Orang-orang yang kehilangan anggota tubuh, jenazah-jenazah yang tergeletak di atas trotoar, keramaian yang kacau, kepanikan di mana-mana — orang-orang berlari, mengangkat korban luka di atas pundak mereka karena jumlah ambulans yang sangat terbatas.
Dengan Sehelai Kain Lusuh
Mu’min tak akan pernah melupakan satu lagi peristiwa yang terus menghantui pikirannya. Sebuah keluarga duduk di depan rumah mereka, bercengkerama, tertawa bersama, lalu sekejap saja sebuah serangan udara menyapu mereka — dan tawa itu pun lenyap untuk selamanya.
Seluruh anggota keluarga gugur dalam serangan itu. Hanya satu orang yang selamat — seorang pemuda — tapi tubuhnya terluka parah, dan kedua kakinya mengucurkan darah.

Karena kondisi perang, Mu’min tidak memiliki peralatan medis yang memadai untuk menghentikan pendarahan, apalagi Israel melarang masuknya peralatan semacam itu ke Gaza. Dengan cepat ia meraih sepotong kain lusuh yang tergeletak di tanah, lalu mengikatkannya ke kaki si pemuda untuk menghentikan pendarahannya — dan itulah yang menyelamatkan nyawanya.
Beberapa bulan kemudian, di salah satu jalan di Gaza, Mu’min bertemu kembali dengan pemuda itu. Ia berhasil selamat, tapi kini hidup tanpa kedua kakinya.
Pembantaian di Rumah Sakit Al-Ma’mdani (Baptis)
Meskipun banyak peristiwa memilukan yang terekam dalam ingatan paramedis Khalid Abu Na’mah, namun tragedi pembantaian di Rumah Sakit Al-Ma’mdani yang dilakukan oleh pasukan pendudukan pada tanggal 17 Oktober 2023 tetap menjadi yang paling mengerikan.
Malam itu, Khalid tiba dengan mobilnya di rumah sakit yang kala itu menjadi tempat berlindung bagi ribuan pengungsi. Pemandangan di sana tak ubahnya seperti gambaran kiamat — orang-orang berlarian sambil menjerit, memeluk anak-anak mereka yang sudah tak bernyawa, anak-anak dengan tubuh yang terbakar, potongan tubuh berserakan, dan ratusan jenazah memenuhi halaman rumah sakit.
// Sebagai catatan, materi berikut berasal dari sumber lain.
use async_trait::async_trait;
use database::BaseRepository;
use sea_orm::entity::prelude::*;
use sea_orm::{DatabaseConnection, QueryOrder, Set};
use uuid::Uuid;

use crate::entity;
use crate::error::{UserError, UserResult};
use crate::models::{CreateUser, UpdateUser, User};
use crate::repository::UserRepository;

/// PostgreSQL implementation of UserRepository backed by SeaORM
#[derive(Clone)]
pub struct PgUserRepository {
    base: BaseRepository<entity::Entity>,
}

impl PgUserRepository {
    pub fn new(db: DatabaseConnection) -> Self {
        Self {
            base: BaseRepository::new(db),
        }
    }
}

#[async_trait]
impl UserRepository for PgUserRepository {
    async fn create(&self, input: CreateUser) -> UserResult<User> {
        let active: entity::ActiveModel = input.into();
        let model = self
            .base
            .insert(active)
            .await
            .map_err(|e| UserError::Internal(format!("Database error: {}", e)))?;

        tracing::info!(user_id = %model.id, "Created user");
        Ok(model.into())
    }

    async fn get_by_id(&self, id: Uuid) -> UserResult<Option<User>> {
        let model = self
            .base
            .find_by_id(id)
            .await
            .map_err(|e| UserError::Internal(format!("Database error: {}", e)))?;
        Ok(model.map(Into::into))
    }

    async fn list(&self) -> UserResult<Vec<User>> {
        let models = entity::Entity::find()
            .order_by_asc(entity::Column::Id)
            .all(self.base.db())
            .await
            .map_err(|e| UserError::Internal(format!("Database error: {}", e)))?;
        Ok(models.into_iter().map(Into::into).collect())
    }

    async fn update(&self, id: Uuid, input: UpdateUser) -> UserResult<User> {
        let model = self
            .base
            .find_by_id(id)
            .await
            .map_err(|e| UserError::Internal(format!("Database error: {}", e)))?
            .ok_or(UserError::NotFound(id))?;

        let mut active: entity::ActiveModel = model.into();
        if let Some(name) = input.name {
            active.name = Set(name);
        }
        if let Some(email) = input.email {
            active.email = Set(email);
        }

        let updated = self
            .base
            .update(active)
            .await
            .map_err(|e| UserError::Internal(format!("Database error: {}", e)))?;

        tracing::info!(user_id = %id, "Updated user");
        Ok(updated.into())
    }

    async fn delete(&self, id: Uuid) -> UserResult<bool> {
        let rows = self
            .base
            .delete_by_id(id)
            .await
            .map_err(|e| UserError::Internal(format!("Database error: {}", e)))?;

        if rows > 0 {
            tracing::info!(user_id = %id, "Deleted user");
        }
        Ok(rows > 0)
    }

    async fn exists_by_email(&self, email: &str, exclude: Option<Uuid>) -> UserResult<bool> {
        let mut query = entity::Entity::find().filter(entity::Column::Email.eq(email));
        if let Some(id) = exclude {
            query = query.filter(entity::Column::Id.ne(id));
        }

        let count = query
            .count(self.base.db())
            .await
            .map_err(|e| UserError::Internal(format!("Database error: {}", e)))?;
        Ok(count > 0)
    }
}
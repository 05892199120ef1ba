use axum::http::{HeaderName, Method};
use std::time::Duration;
use tower_http::cors::CorsLayer;

/// Creates a CORS layer with common settings for API services.
///
/// # Arguments
/// * `allowed_origin` - The allowed origin header value
///
/// # Returns
/// A configured `CorsLayer` with:
/// - Specified allowed origin
/// - Common HTTP methods (GET, POST, PUT, DELETE, PATCH, OPTIONS)
/// - Common headers (Content-Type, Accept, X-Sharer-User-Id)
/// - Credentials allowed
/// - 1 hour max age
pub fn create_cors_layer(allowed_origin: axum::http::HeaderValue) -> CorsLayer {
    CorsLayer::new()
        .allow_origin(allowed_origin)
        .allow_methods([
            Method::GET,
            Method::POST,
            Method::PUT,
            Method::DELETE,
            Method::PATCH,
            Method::OPTIONS,
        ])
        .allow_headers([
            axum::http::header::CONTENT_TYPE,
            axum::http::header::ACCEPT,
            HeaderName::from_static("x-sharer-user-id"),
        ])
        .allow_credentials(true)
        .max_age(Duration::from_secs(3600))
}

/// Creates a permissive CORS layer for development.
///
/// Allows any origin - **DO NOT USE IN PRODUCTION**.
pub fn create_permissive_cors_layer() -> CorsLayer {
    CorsLayer::permissive()
}
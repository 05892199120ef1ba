//! Generic repository base over SeaORM entities with UUID primary keys.
//!
//! Domain crates wrap `BaseRepository` to implement their repository traits
//! against PostgreSQL, keeping the SeaORM plumbing in one place.
//!
//! # Example
//!
//! ```ignore
//! use database::BaseRepository;
//! use domain_users::entity::{ActiveModel, Entity as Users};
//!
//! let repo: BaseRepository<Users> = BaseRepository::new(db);
//! let created = repo.insert(active_model).await?;
//! let found = repo.find_by_id(created.id).await?;
//! ```

use sea_orm::{
    ActiveModelBehavior, ActiveModelTrait, DatabaseConnection, DbErr, EntityTrait, IntoActiveModel,
    PrimaryKeyTrait,
};
use std::marker::PhantomData;
use uuid::Uuid;

/// Marker trait for entities keyed by a single `Uuid` primary key.
///
/// Blanket-implemented for every SeaORM entity whose primary key value
/// type accepts a `Uuid`.
pub trait UuidEntity: EntityTrait {}

impl<E> UuidEntity for E
where
    E: EntityTrait,
    <E::PrimaryKey as PrimaryKeyTrait>::ValueType: From<Uuid>,
{
}

/// Shared CRUD plumbing for SeaORM entities with UUID primary keys.
///
/// Holds the connection and exposes the operations every domain repository
/// needs. Domain-specific queries go through `db()` with SeaORM's query
/// builder directly.
#[derive(Clone)]
pub struct BaseRepository<E: EntityTrait> {
    db: DatabaseConnection,
    _entity: PhantomData<E>,
}

impl<E> BaseRepository<E>
where
    E: EntityTrait,
    <E::PrimaryKey as PrimaryKeyTrait>::ValueType: From<Uuid>,
{
    /// Create a repository over an existing connection.
    ///
    /// `DatabaseConnection` is an `Arc`-backed pool handle, so cloning it
    /// here is cheap.
    pub fn new(db: DatabaseConnection) -> Self {
        Self {
            db,
            _entity: PhantomData,
        }
    }

    /// Access the underlying connection for domain-specific queries.
    pub fn db(&self) -> &DatabaseConnection {
        &self.db
    }

    /// Insert a new row and return the persisted model.
    pub async fn insert<A>(&self, model: A) -> Result<E::Model, DbErr>
    where
        A: ActiveModelTrait<Entity = E> + ActiveModelBehavior + Send,
        E::Model: IntoActiveModel<A>,
    {
        model.insert(&self.db).await
    }

    /// Find a row by its UUID primary key.
    pub async fn find_by_id(&self, id: Uuid) -> Result<Option<E::Model>, DbErr> {
        E::find_by_id(id).one(&self.db).await
    }

    /// Fetch all rows of the entity.
    pub async fn find_all(&self) -> Result<Vec<E::Model>, DbErr> {
        E::find().all(&self.db).await
    }

    /// Apply an update for the given active model and return the new state.
    pub async fn update<A>(&self, model: A) -> Result<E::Model, DbErr>
    where
        A: ActiveModelTrait<Entity = E> + ActiveModelBehavior + Send,
        E::Model: IntoActiveModel<A>,
    {
        model.update(&self.db).await
    }

    /// Delete a row by its UUID primary key, returning the affected row count.
    pub async fn delete_by_id(&self, id: Uuid) -> Result<u64, DbErr> {
        let result = E::delete_by_id(id).exec(&self.db).await?;
        Ok(result.rows_affected)
    }
}

#[cfg(test)]
mod tests {
    use super::*;
    use sea_orm::entity::prelude::*;
    use sea_orm::{DatabaseBackend, MockDatabase, MockExecResult, Set};

    #[derive(Clone, Debug, PartialEq, DeriveEntityModel)]
    #[sea_orm(table_name = "widgets")]
    pub struct Model {
        #[sea_orm(primary_key, auto_increment = false)]
        pub id: Uuid,
        pub name: String,
    }

    #[derive(Copy, Clone, Debug, EnumIter, DeriveRelation)]
    pub enum Relation {}

    impl ActiveModelBehavior for ActiveModel {}

    fn widget(id: Uuid) -> Model {
        Model {
            id,
            name: "drill".to_string(),
        }
    }

    #[tokio::test]
    async fn test_find_by_id_returns_row() {
        let id = Uuid::now_v7();
        let db = MockDatabase::new(DatabaseBackend::Postgres)
            .append_query_results([vec![widget(id)]])
            .into_connection();

        let repo: BaseRepository<Entity> = BaseRepository::new(db);
        let found = repo.find_by_id(id).await.unwrap();
        assert_eq!(found, Some(widget(id)));
    }

    #[tokio::test]
    async fn test_find_by_id_missing() {
        let db = MockDatabase::new(DatabaseBackend::Postgres)
            .append_query_results([Vec::<Model>::new()])
            .into_connection();

        let repo: BaseRepository<Entity> = BaseRepository::new(db);
        let found = repo.find_by_id(Uuid::now_v7()).await.unwrap();
        assert!(found.is_none());
    }

    #[tokio::test]
    async fn test_insert_returns_persisted_model() {
        let id = Uuid::now_v7();
        let db = MockDatabase::new(DatabaseBackend::Postgres)
            .append_query_results([vec![widget(id)]])
            .into_connection();

        let repo: BaseRepository<Entity> = BaseRepository::new(db);
        let created = repo
            .insert(ActiveModel {
                id: Set(id),
                name: Set("drill".to_string()),
            })
            .await
            .unwrap();
        assert_eq!(created.id, id);
    }

    #[tokio::test]
    async fn test_delete_by_id_reports_rows_affected() {
        let db = MockDatabase::new(DatabaseBackend::Postgres)
            .append_exec_results([MockExecResult {
                last_insert_id: 0,
                rows_affected: 1,
            }])
            .into_connection();

        let repo: BaseRepository<Entity> = BaseRepository::new(db);
        let deleted = repo.delete_by_id(Uuid::now_v7()).await.unwrap();
        assert_eq!(deleted, 1);
    }
}
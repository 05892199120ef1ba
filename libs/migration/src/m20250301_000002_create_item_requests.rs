use sea_orm_migration::{prelude::*, schema::*};

#[derive(DeriveMigrationName)]
pub struct Migration;

#[async_trait::async_trait]
impl MigrationTrait for Migration {
    async fn up(&self, manager: &SchemaManager) -> Result<(), DbErr> {
        manager
            .create_table(
                Table::create()
                    .table(ItemRequests::Table)
                    .if_not_exists()
                    .col(pk_uuid(ItemRequests::Id))
                    .col(string(ItemRequests::Description))
                    .col(uuid(ItemRequests::RequestorId))
                    .col(
                        timestamp_with_time_zone(ItemRequests::CreatedAt)
                            .default(Expr::current_timestamp()),
                    )
                    .foreign_key(
                        ForeignKey::create()
                            .name("fk_item_requests_requestor")
                            .from(ItemRequests::Table, ItemRequests::RequestorId)
                            .to(Users::Table, Users::Id)
                            .on_delete(ForeignKeyAction::Cascade),
                    )
                    .to_owned(),
            )
            .await?;

        manager
            .create_index(
                Index::create()
                    .name("idx_item_requests_requestor_id")
                    .table(ItemRequests::Table)
                    .col(ItemRequests::RequestorId)
                    .to_owned(),
            )
            .await?;

        // listAll sorts by creation time, newest first
        manager
            .create_index(
                Index::create()
                    .name("idx_item_requests_created_at")
                    .table(ItemRequests::Table)
                    .col(ItemRequests::CreatedAt)
                    .to_owned(),
            )
            .await?;

        Ok(())
    }

    async fn down(&self, manager: &SchemaManager) -> Result<(), DbErr> {
        manager
            .drop_table(Table::drop().table(ItemRequests::Table).to_owned())
            .await?;

        Ok(())
    }
}

#[derive(DeriveIden)]
enum ItemRequests {
    Table,
    Id,
    Description,
    RequestorId,
    CreatedAt,
}

#[derive(DeriveIden)]
enum Users {
    Table,
    Id,
}
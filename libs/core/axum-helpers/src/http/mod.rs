//! HTTP middleware module.
//!
//! This module provides HTTP-level middleware for:
//! - CORS configuration
//! - Security headers
//!
//! # Example
//!
//! ```ignore
//! use axum_helpers::http::{create_cors_layer, security_headers};
//!
//! let app = Router::new()
//!     .layer(axum::middleware::from_fn(security_headers))
//!     .layer(create_cors_layer(origin));
//! ```

pub mod cors;
pub mod security;

// Re-export commonly used functions
pub use cors::{create_cors_layer, create_permissive_cors_layer};
pub use security::security_headers;
use crate::errors::handlers::not_found;
use crate::http::security::security_headers;
use super::shutdown::{coordinated_shutdown, shutdown_signal, ShutdownCoordinator};
use axum::{middleware, Router};
use core_config::server::ServerConfig;
use std::io;
use std::time::Duration;
use tower_http::compression::CompressionLayer;
use tower_http::trace::{DefaultMakeSpan, DefaultOnResponse, TraceLayer};
use tracing::{info, Level};
use utoipa::OpenApi;

/// Starts the Axum server with graceful shutdown.
///
/// # Arguments
/// * `router` - The configured Axum router
/// * `server_config` - Server configuration with host and port
///
/// # Errors
/// Returns an error if:
/// - The TCP listener fails to bind to the configured address
/// - The server encounters an error during operation
///
/// # Example
/// ```ignore
/// use axum::Router;
/// use core_config::server::ServerConfig;
/// use axum_helpers::server::create_app;
///
/// #[tokio::main]
/// async fn main() -> Result<(), Box<dyn std::error::Error>> {
///     let router = Router::new();
///     let config = ServerConfig::default();
///     create_app(router, &config).await?;
///     Ok(())
/// }
/// ```
pub async fn create_app(router: Router, server_config: &ServerConfig) -> io::Result<()> {
    let listener = tokio::net::TcpListener::bind(server_config.address()).await?;

    info!("Server starting on {}", listener.local_addr()?);
    axum::serve(listener, router.into_make_service())
        .with_graceful_shutdown(shutdown_signal())
        .await
        .inspect_err(|e| {
            tracing::error!("Server encountered an error: {:?}", e);
        })?;

    Ok(())
}

/// Creates a configured Axum router with common middleware and documentation.
///
/// This function sets up:
/// - OpenAPI documentation (Swagger UI, ReDoc, RapiDoc, Scalar)
/// - API routes merged at the root path
/// - Common middleware (tracing, security headers, CORS)
/// - 404 fallback handler
///
/// Note: Health endpoints (/health, /ready) should be added by the app
/// using `health_router()` and your own ready handler.
///
/// # CORS Configuration (Required)
///
/// The `CORS_ALLOWED_ORIGIN` environment variable **must** be set with comma-separated allowed origins.
/// The application will fail to start if this variable is not set.
///
/// Examples:
/// - Development: `CORS_ALLOWED_ORIGIN=http://localhost:3000,http://localhost:5173`
/// - Production: `CORS_ALLOWED_ORIGIN=https://example.com,https://app.example.com`
/// - Mixed: `CORS_ALLOWED_ORIGIN=http://localhost:3000,https://staging.example.com`
///
/// CORS configuration includes:
/// - Methods: GET, POST, PUT, DELETE, PATCH, OPTIONS
/// - Headers: Content-Type, Accept, X-Sharer-User-Id
/// - Credentials: Allowed
/// - Max age: 1 hour
///
/// Use this when your API routes already have state applied internally.
/// For clean architecture, domain routers should apply their own state,
/// and this function combines them with cross-cutting concerns.
///
/// # Type Parameters
/// * `T` - A type implementing `utoipa::OpenApi` for API documentation
///
/// # Arguments
/// * `apis` - Router with all routes (state already applied to individual routes)
///
/// # Errors
/// Returns an error if:
/// - `CORS_ALLOWED_ORIGIN` is not set
/// - `CORS_ALLOWED_ORIGIN` contains invalid values
/// - `CORS_ALLOWED_ORIGIN` is empty
///
/// # Example
/// ```ignore
/// use axum::Router;
/// use utoipa::OpenApi;
/// use axum_helpers::server::create_router;
///
/// #[derive(OpenApi)]
/// #[openapi(paths(/* your paths */))]
/// struct ApiDoc;
///
/// #[tokio::main]
/// async fn main() {
///     // Set CORS_ALLOWED_ORIGIN before starting
///     std::env::set_var("CORS_ALLOWED_ORIGIN", "http://localhost:3000");
///
///     // Routes with state already applied
///     let api_routes = Router::new()
///         .route("/example", get(handler))
///         .with_state(my_state);
///
///     let router = create_router::<ApiDoc>(api_routes).await.unwrap();
/// }
/// ```
pub async fn create_router<T>(apis: Router) -> io::Result<Router>
where
    T: OpenApi + 'static,
{
    use utoipa_rapidoc::RapiDoc;
    use utoipa_redoc::{Redoc, Servable as RedocServable};
    use utoipa_scalar::{Scalar, Servable as ScalarServable};
    use utoipa_swagger_ui::SwaggerUi;

    // Configure CORS: parse required comma-separated origins from CORS_ALLOWED_ORIGIN
    use axum::http::{HeaderName, Method};
    use tower_http::cors::AllowOrigin;

    let origins_str = std::env::var("CORS_ALLOWED_ORIGIN")
        .map_err(|_| io::Error::new(
            io::ErrorKind::InvalidInput,
            "CORS_ALLOWED_ORIGIN environment variable is required. Example: CORS_ALLOWED_ORIGIN=http://localhost:3000,https://example.com"
        ))?;

    // Parse comma-separated origins
    let allowed_origins: Vec<axum::http::HeaderValue> = origins_str
        .split(',')
        .map(|s| s.trim())
        .filter(|s| !s.is_empty())
        .map(|s| s.parse::<axum::http::HeaderValue>())
        .collect::<Result<Vec<_>, _>>()
        .map_err(|e| io::Error::new(
            io::ErrorKind::InvalidInput,
            format!("Invalid CORS_ALLOWED_ORIGIN value: {}", e)
        ))?;

    if allowed_origins.is_empty() {
        return Err(io::Error::new(
            io::ErrorKind::InvalidInput,
            "CORS_ALLOWED_ORIGIN cannot be empty"
        ));
    }

    info!("CORS configured with allowed origins: {}", origins_str);

    let cors_layer = tower_http::cors::CorsLayer::new()
        .allow_origin(AllowOrigin::list(allowed_origins))
        .allow_methods([
            Method::GET,
            Method::POST,
            Method::PUT,
            Method::DELETE,
            Method::PATCH,
            Method::OPTIONS,
        ])
        .allow_headers([
            axum::http::header::CONTENT_TYPE,
            axum::http::header::ACCEPT,
            HeaderName::from_static("x-sharer-user-id"),
        ])
        .allow_credentials(true)
        .max_age(Duration::from_secs(3600));

    let router = Router::new()
        .merge(SwaggerUi::new("/swagger-ui").url("/api-docs/openapi.json", T::openapi()))
        .merge(Redoc::with_url("/redoc", T::openapi()))
        .merge(RapiDoc::new("/api-docs/openapi.json").path("/rapidoc"))
        .merge(Scalar::with_url("/scalar", T::openapi()))
        .merge(apis)
        .fallback(not_found)
        .layer(
            TraceLayer::new_for_http()
                .make_span_with(DefaultMakeSpan::new().level(Level::INFO))
                .on_response(DefaultOnResponse::new().level(Level::INFO)),
        )
        .layer(middleware::from_fn(security_headers))
        .layer(cors_layer)
        // Add HTTP response compression (gzip, br, deflate, zstd)
        // Automatically compresses responses based on the Accept-Encoding header
        .layer(CompressionLayer::new());

    Ok(router)
}

/// Production-ready server with coordinated shutdown and cleanup.
///
/// This provides:
/// - Graceful shutdown with configurable timeout
/// - Connection cleanup coordination
/// - Proper error handling and logging
///
/// # Arguments
/// * `router` - The configured Axum router
/// * `server_config` - Server configuration
/// * `shutdown_timeout` - Maximum time to wait for graceful shutdown (recommended: 30s)
/// * `cleanup` - Async cleanup function for database connections, etc.
///
/// # Example
/// ```ignore
/// use std::time::Duration;
/// use axum_helpers::server::create_production_app;
///
/// let cleanup = async move {
///     // Close connections
///     db.close().await.ok();
/// };
///
/// create_production_app(
///     router,
///     &config,
///     Duration::from_secs(30),
///     cleanup
/// ).await?;
/// ```
pub async fn create_production_app<F>(
    router: Router,
    server_config: &ServerConfig,
    shutdown_timeout: Duration,
    cleanup: F,
) -> io::Result<()>
where
    F: std::future::Future<Output = ()> + Send + 'static,
{
    let (coordinator, _rx) = ShutdownCoordinator::new();
    let shutdown_handle = coordinator.clone();

    let listener = tokio::net::TcpListener::bind(server_config.address()).await?;
    info!("Server starting on {}", listener.local_addr()?);

    // Spawn cleanup task
    let cleanup_handle = tokio::spawn(async move {
        shutdown_handle.wait_for_signal().await;

        info!("Starting cleanup tasks (timeout: {:?})", shutdown_timeout);
        let cleanup_result = tokio::time::timeout(shutdown_timeout, cleanup).await;

        match cleanup_result {
            Ok(_) => info!("Cleanup completed successfully"),
            Err(_) => {
                tracing::warn!(
                    "Cleanup exceeded timeout of {:?}, forcing shutdown",
                    shutdown_timeout
                );
            }
        }
    });

    // Start server with graceful shutdown
    let serve_result = axum::serve(listener, router.into_make_service())
        .with_graceful_shutdown(coordinated_shutdown(coordinator))
        .await
        .inspect_err(|e| {
            tracing::error!("Server encountered an error: {:?}", e);
        });

    // Wait for cleanup to complete
    cleanup_handle.await.ok();

    serve_result
}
Di dalam mobilnya, Khalid harus mengangkut lima jenazah atau korban luka sekaligus dalam setiap perjalanan, dengan pintu belakang mobil dibiarkan terbuka karena penuhnya korban luka di dalam.

Keesokan paginya, ia kembali untuk melanjutkan tugas. Ia menyusuri area di bawah mobil-mobil dan reruntuhan bangunan — di sana ia menemukan jasad-jasad yang hangus terbakar, potongan tubuh yang kecil, dan keheningan yang mencekam menyelimuti seluruh tempat.
Pembantaian ini terjadi akibat serangan langsung ke arah para pengungsi yang berada di pelataran rumah sakit, dan menyebabkan lebih dari 500 warga gugur syahid, menurut keterangan Kementerian Kesehatan Palestina.